Records from a dataset:
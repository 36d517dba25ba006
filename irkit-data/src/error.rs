extern crate thiserror;

use std::io;

use self::thiserror::Error;

/// Failures while reading a run or qrel file
#[derive(Error, Debug)]
pub enum LoadError {
    /// The underlying reader failed
    #[error("unable to read runs: {0}")]
    Io(#[from] io::Error),

    /// A line could not be parsed
    #[error("line {line_number}: {reason} in `{line}`")]
    Format {
        /// 1-based line number
        line_number: usize,
        /// Offending line
        line: String,
        /// What was wrong with it
        reason: String,
    },
}
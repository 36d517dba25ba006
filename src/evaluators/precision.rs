extern crate ir_core;

use self::ir_core::{Evaluator, Run};

use crate::evaluators::parameters::BinaryParameters;
use crate::evaluators::utils::*;

#[derive(Clone, Debug)]
/// Fraction of the first k results that are relevant
pub struct Precision {
    /// Minimum relevance level of a relevant document
    pub min_score: f64,
    /// Cutoff.  Without one, the whole run is used
    pub cutoff: Option<usize>,
}

impl Precision {
    /// Returns a new Precision evaluator
    pub fn new(min_score: f64, cutoff: Option<usize>) -> Self {
        Precision { min_score, cutoff }
    }
}

impl From<&BinaryParameters> for Precision {
    fn from(parameters: &BinaryParameters) -> Self {
        Precision::new(parameters.min_score, parameters.k)
    }
}

impl Evaluator for Precision {
    fn short_name(&self) -> String {
        short_name_at("P", self.cutoff)
    }

    fn full_name(&self) -> String {
        full_name_at("Precision", self.cutoff)
    }

    /// Divides by the cutoff even when the run is shorter, as trec_eval does
    fn evaluate(&self, ground_truth: &Run, system_run: &Run) -> f64 {
        let k = cutoff_or_len(self.cutoff, system_run);
        if k == 0 {
            return 0.0;
        }

        let relevant = relevant_documents(ground_truth, self.min_score);
        count_hits(&relevant, system_run, k) as f64 / k as f64
    }
}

YOUR TASK: Working through the records, copy each line in which the word "usize" appears.

OUTPUT FOR THIS EXERCISE:
        line_number: usize,
    pub cutoff: Option<usize>,
    pub fn new(min_score: f64, cutoff: Option<usize>) -> Self {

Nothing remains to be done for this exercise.